*SUPPLIED DATA*
•••
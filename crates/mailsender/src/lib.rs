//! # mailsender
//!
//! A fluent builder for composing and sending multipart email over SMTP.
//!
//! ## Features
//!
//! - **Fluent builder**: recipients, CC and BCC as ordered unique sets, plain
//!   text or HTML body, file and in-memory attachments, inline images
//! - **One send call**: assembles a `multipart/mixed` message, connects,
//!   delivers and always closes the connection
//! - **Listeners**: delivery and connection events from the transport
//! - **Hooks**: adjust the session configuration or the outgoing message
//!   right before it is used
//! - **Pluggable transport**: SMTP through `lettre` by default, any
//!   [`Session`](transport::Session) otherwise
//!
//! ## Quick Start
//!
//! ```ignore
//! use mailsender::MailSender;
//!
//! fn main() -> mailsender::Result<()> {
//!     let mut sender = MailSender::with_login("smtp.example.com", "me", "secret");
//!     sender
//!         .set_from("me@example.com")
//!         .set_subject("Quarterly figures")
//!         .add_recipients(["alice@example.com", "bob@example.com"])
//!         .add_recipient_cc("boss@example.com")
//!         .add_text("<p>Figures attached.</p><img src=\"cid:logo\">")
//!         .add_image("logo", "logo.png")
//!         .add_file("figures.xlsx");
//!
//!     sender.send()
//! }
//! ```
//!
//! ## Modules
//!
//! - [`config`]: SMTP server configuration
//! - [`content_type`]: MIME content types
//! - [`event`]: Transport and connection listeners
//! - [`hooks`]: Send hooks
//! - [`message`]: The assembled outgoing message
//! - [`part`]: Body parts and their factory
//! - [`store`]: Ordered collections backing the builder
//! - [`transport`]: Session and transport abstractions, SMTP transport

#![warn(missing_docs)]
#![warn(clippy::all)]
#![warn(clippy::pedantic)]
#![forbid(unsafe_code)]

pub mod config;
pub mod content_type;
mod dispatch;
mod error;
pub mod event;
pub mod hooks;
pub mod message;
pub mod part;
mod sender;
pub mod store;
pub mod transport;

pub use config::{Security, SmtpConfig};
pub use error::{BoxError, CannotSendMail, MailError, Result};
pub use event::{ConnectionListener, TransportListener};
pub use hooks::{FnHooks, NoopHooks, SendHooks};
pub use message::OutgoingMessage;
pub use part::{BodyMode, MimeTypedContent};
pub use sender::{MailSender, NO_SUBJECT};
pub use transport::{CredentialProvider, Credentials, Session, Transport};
•••
*ASSIGNMENT*
Search the material above for the word "warn", then copy out each line that has it.

*TASK OUTPUT*
#![warn(missing_docs)]
#![warn(clippy::all)]
#![warn(clippy::pedantic)]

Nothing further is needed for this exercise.